> _ASSIGNMENT_
Search the records for the word "warn" and copy every line in which it occurs.

Saved entries
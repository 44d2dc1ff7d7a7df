use std::path::PathBuf;

pub type Result<T> = std::result::Result<T, Error>;

#[derive(Debug, thiserror::Error)]
pub enum Error {
    /// The content doesn't follow the format: wrong origin tag, missing block, bad number...
    #[error("malformed input: {0}")]
    Format(String),
    #[error("unsupported file format for '{}'", .0.display())]
    UnsupportedFormat(PathBuf),
    /// A point or column list doesn't match the trajectory's schema
    #[error("schema violation: {0}")]
    SchemaViolation(String),
    #[error(transparent)]
    Io(#[from] std::io::Error),
}

impl Error {
    pub(crate) fn format<S: Into<String>>(msg: S) -> Self {
        Error::Format(msg.into())
    }

    pub(crate) fn schema<S: Into<String>>(msg: S) -> Self {
        Error::SchemaViolation(msg.into())
    }
}

impl From<serde_json::Error> for Error {
    fn from(err: serde_json::Error) -> Self {
        if err.is_io() {
            return Error::Io(err.into());
        }
        Error::Format(format!("JSON: {err}"))
    }
}

impl From<csv::Error> for Error {
    fn from(err: csv::Error) -> Self {
        if !err.is_io_error() {
            return Error::Format(format!("CSV: {err}"));
        }
        match err.into_kind() {
            csv::ErrorKind::Io(err) => Error::Io(err),
            kind => Error::Format(format!("CSV: {kind:?}")),
        }
    }
}

impl From<geojson::Error> for Error {
    fn from(err: geojson::Error) -> Self {
        Error::Format(format!("GeoJSON: {err}"))
    }
}

impl From<std::num::ParseFloatError> for Error {
    fn from(err: std::num::ParseFloatError) -> Self {
        Error::Format(format!("bad number: {err}"))
    }
}

impl From<std::num::ParseIntError> for Error {
    fn from(err: std::num::ParseIntError) -> Self {
        Error::Format(format!("bad integer: {err}"))
    }
}

impl From<std::fmt::Error> for Error {
    fn from(err: std::fmt::Error) -> Self {
        Error::Format(format!("couldn't build output: {err}"))
    }
}
use serde::{Deserialize, Serialize};

use crate::{Annotation, Error, GeoPoint, Result, Trajectory};

const VERSION: &str = "2";
const ORIGIN_TYPE: &str = "WGS84";

#[derive(Serialize, Deserialize)]
struct Document {
    #[serde(default, skip_serializing_if = "Option::is_none")]
    version: Option<String>,
    origin: Origin,
    // Required, but checked by hand for a better error
    #[serde(default)]
    points: Option<Points>,
    #[serde(default)]
    sections: Option<Vec<usize>>,
    #[serde(default)]
    annotations: Vec<Annotation>,
}

#[derive(Serialize, Deserialize)]
struct Origin {
    #[serde(rename = "type")]
    origin_type: String,
    // latitude, longitude, altitude
    coordinates: [f64; 3],
}

#[derive(Serialize, Deserialize)]
struct Points {
    columns: Vec<String>,
    values: Vec<Vec<f64>>,
}

pub fn decode(input: &str) -> Result<Trajectory> {
    let doc: Document = serde_json::from_str(input)?;

    if doc.origin.origin_type != ORIGIN_TYPE {
        return Err(Error::format(format!(
            "unknown origin type '{}'; only '{ORIGIN_TYPE}' is accepted",
            doc.origin.origin_type
        )));
    }
    match doc.version.as_deref() {
        Some(VERSION) | None => {}
        Some(v) => warn!("Trajectory file has version {v}, expected {VERSION}"),
    }
    let points = doc.points.ok_or_else(|| {
        Error::format("the element 'points' is required in a trajectory file")
    })?;

    let [lat, lon, alt] = doc.origin.coordinates;
    let mut traj = Trajectory::new(points.columns, GeoPoint::new(lat, lon, alt))?;

    if !points.values.is_empty() {
        let mut bounds = match doc.sections {
            Some(starts) if !starts.is_empty() => starts,
            // Everything is one section
            _ => vec![0],
        };
        check_section_starts(&bounds, points.values.len())?;
        bounds.push(points.values.len());
        for pair in bounds.windows(2) {
            traj.append_section(&points.values[pair[0]..pair[1]])?;
        }
    }

    traj.set_annotations(doc.annotations);
    if !traj.annotations_in_bounds() {
        return Err(Error::format(format!(
            "an annotation points past the {} points",
            traj.len()
        )));
    }
    Ok(traj)
}

fn check_section_starts(starts: &[usize], num_points: usize) -> Result<()> {
    if starts[0] != 0 {
        return Err(Error::format(format!(
            "the first section starts at {}, not 0",
            starts[0]
        )));
    }
    for pair in starts.windows(2) {
        if pair[0] >= pair[1] {
            return Err(Error::format(format!(
                "section starts must increase, but {} is followed by {}",
                pair[0], pair[1]
            )));
        }
    }
    if let Some(last) = starts.last() {
        if *last >= num_points {
            return Err(Error::format(format!(
                "a section starts at {last}, but there are only {num_points} points"
            )));
        }
    }
    Ok(())
}

pub fn encode(traj: &Trajectory) -> Result<String> {
    let anchor = traj.anchor();
    let doc = Document {
        version: Some(VERSION.to_string()),
        origin: Origin {
            origin_type: ORIGIN_TYPE.to_string(),
            coordinates: [anchor.lat, anchor.lon, anchor.alt],
        },
        points: Some(Points {
            columns: traj.columns().to_vec(),
            values: traj.points().map(|pt| pt.to_vec()).collect(),
        }),
        sections: Some(traj.section_indexes()),
        annotations: traj.annotations().to_vec(),
    };
    Ok(serde_json::to_string_pretty(&doc)?)
}

#[cfg(test)]
mod tests {
    use super::*;
    use crate::AnnotationKind;

    const SAMPLE: &str = r#"{
        "version": "2",
        "origin": {"type": "WGS84", "coordinates": [45.76277, 3.110397, 403.6]},
        "points": {
            "columns": ["x", "y", "speed"],
            "values": [[12.5, 3.2, 1.0], [12.6, 3.2, 1.0], [12.7, 3.3, -1.0], [12.75, 3.43, -1.0]]
        },
        "sections": [0, 2],
        "annotations": [
            {"type": "zone_enter", "value": "work", "point_index": 0},
            {"type": "zone_exit", "value": "work", "point_index": 3}
        ]
    }"#;

    #[test]
    fn decode_sample() {
        let traj = decode(SAMPLE).unwrap();
        assert_eq!(traj.anchor(), GeoPoint::new(45.76277, 3.110397, 403.6));
        assert_eq!(traj.columns(), &["x", "y", "speed"]);
        assert_eq!(traj.len(), 4);
        assert_eq!(traj.section_indexes(), vec![0, 2]);
        assert_eq!(traj.point(2), &[12.7, 3.3, -1.0]);
        assert_eq!(traj.annotations().len(), 2);
        assert_eq!(traj.annotations()[1].kind, AnnotationKind::ZoneExit);
        assert_eq!(traj.annotations()[1].point_index, 3);
    }

    #[test]
    fn missing_sections_means_one() {
        let input = r#"{
            "origin": {"type": "WGS84", "coordinates": [1.0, 2.0, 3.0]},
            "points": {"columns": ["x", "y"], "values": [[0, 0], [1, 0], [2, 0]]}
        }"#;
        let traj = decode(input).unwrap();
        assert_eq!(traj.section_indexes(), vec![0]);
        assert_eq!(traj.len(), 3);
        assert!(traj.annotations().is_empty());
    }

    #[test]
    fn rejects_bad_documents() {
        let wrong_origin = SAMPLE.replace(r#""type": "WGS84""#, r#""type": "Lambert93""#);
        assert!(matches!(decode(&wrong_origin), Err(Error::Format(_))));

        let no_points = r#"{"origin": {"type": "WGS84", "coordinates": [1.0, 2.0, 3.0]}}"#;
        assert!(matches!(decode(no_points), Err(Error::Format(_))));

        let bad_sections = SAMPLE.replace("[0, 2]", "[0, 4]");
        assert!(matches!(decode(&bad_sections), Err(Error::Format(_))));
        let unordered = SAMPLE.replace("[0, 2]", "[0, 2, 1]");
        assert!(matches!(decode(&unordered), Err(Error::Format(_))));

        let bad_index = SAMPLE.replace(r#""point_index": 3"#, r#""point_index": 4"#);
        assert!(matches!(decode(&bad_index), Err(Error::Format(_))));

        let short_point = SAMPLE.replace("[12.6, 3.2, 1.0]", "[12.6, 3.2]");
        assert!(matches!(
            decode(&short_point),
            Err(Error::SchemaViolation(_))
        ));

        assert!(matches!(decode("{not json"), Err(Error::Format(_))));
    }

    #[test]
    fn encode_then_decode() {
        let traj = decode(SAMPLE).unwrap();
        let text = encode(&traj).unwrap();
        assert!(text.contains(r#""version": "2""#));
        assert_eq!(decode(&text).unwrap(), traj);
    }
}
#[macro_use]
extern crate log;

use anyhow::{Context, Result};
use structopt::StructOpt;

use planning::Discretizer;
use trajectory::formats::legacy;
use trajectory::{FormatKind, GeoPoint, Trajectory};

#[derive(StructOpt)]
#[structopt(about = "Convert, inspect and build field robot trajectories")]
enum Args {
    /// Read a trajectory and write it in another format. Formats are picked by file extension.
    Convert {
        /// The path to read, ending in .traj, .txt, .kml, .wgs84.csv, .csv or .geojson
        #[structopt(long)]
        input: String,
        /// The path to write, with the same choice of extensions
        #[structopt(long)]
        output: String,
    },
    /// Describe a trajectory file
    Info {
        #[structopt(long)]
        input: String,
    },
    /// Resample planner output, split it into zones and sections, and write a trajectory
    Discretize {
        /// A CSV file with the header x,y,z,velocity,dir,type,angle,duration
        #[structopt(long)]
        states: String,
        /// The maximum distance between consecutive points, in meters
        #[structopt(long)]
        step_size: f64,
        /// Latitude of the local frame's origin
        #[structopt(long)]
        lat: f64,
        /// Longitude of the local frame's origin
        #[structopt(long)]
        lon: f64,
        /// Altitude of the local frame's origin, in meters
        #[structopt(long, default_value = "0")]
        alt: f64,
        #[structopt(long)]
        output: String,
    },
}

fn main() -> Result<()> {
    env_logger::Builder::from_env(env_logger::Env::default().default_filter_or("info")).init();

    match Args::from_args() {
        Args::Convert { input, output } => {
            let traj = load(&input)?;
            trajectory::save(&traj, &output).with_context(|| format!("writing {}", output))?;
        }
        Args::Info { input } => info(&input)?,
        Args::Discretize {
            states,
            step_size,
            lat,
            lon,
            alt,
            output,
        } => {
            let file = fs_err::File::open(&states)?;
            let states = planning::load_states(std::io::BufReader::new(file))
                .with_context(|| format!("reading planner states from {}", states))?;
            let resampled = Discretizer::new(step_size).discretize(&states)?;
            info!(
                "Resampled {} planner states into {}",
                states.len(),
                resampled.len()
            );
            let mut traj = planning::annotate(&resampled, GeoPoint::new(lat, lon, alt))?;
            if let Err(err) = traj.check_annotations() {
                warn!("The zones aren't balanced: {}", err);
            }
            traj.set_name(&output);
            trajectory::save(&traj, &output).with_context(|| format!("writing {}", output))?;
        }
    }
    Ok(())
}

fn load(path: &str) -> Result<Trajectory> {
    trajectory::load(path).with_context(|| format!("reading {}", path))
}

/// Legacy files are decoded once, directly, to get at their markers too
fn load_with_markers(path: &str) -> Result<(Trajectory, Option<usize>)> {
    if FormatKind::from_path(path)? != FormatKind::Legacy {
        return Ok((load(path)?, None));
    }
    let input = fs_err::read_to_string(path)?;
    let mut legacy = legacy::decode(&input).with_context(|| format!("reading {}", path))?;
    if let Some(name) = std::path::Path::new(path).file_name() {
        legacy.trajectory.set_name(name.to_string_lossy());
    }
    Ok((legacy.trajectory, Some(legacy.markers.len())))
}

fn info(path: &str) -> Result<()> {
    let (traj, markers) = load_with_markers(path)?;
    let anchor = traj.anchor();
    println!("Name: {}", traj.name().unwrap_or("unnamed"));
    println!(
        "Anchor: lat {}, lon {}, alt {}",
        anchor.lat, anchor.lon, anchor.alt
    );
    println!("Columns: {}", traj.columns().join(", "));
    println!("Points: {}", traj.len());
    println!("Sections: {}", traj.num_sections());
    println!("Length: {:.3}m", traj.length());
    println!("Annotations: {}", traj.annotations().len());
    for (zone, ranges) in traj.zones() {
        let ranges: Vec<String> = ranges
            .into_iter()
            .map(|(enter, exit)| format!("{}-{}", enter, exit))
            .collect();
        println!("  {}: {}", zone, ranges.join(", "));
    }

    if let Some(markers) = markers {
        println!("Markers: {}", markers);
    }

    if let Err(err) = traj.check_annotations() {
        warn!("{}: {}", path, err);
    }
    Ok(())
}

> _REPLY_
        Some(v) => warn!("Trajectory file has version {v}, expected {VERSION}"),
                warn!("The zones aren't balanced: {}", err);
        warn!("{}: {}", path, err);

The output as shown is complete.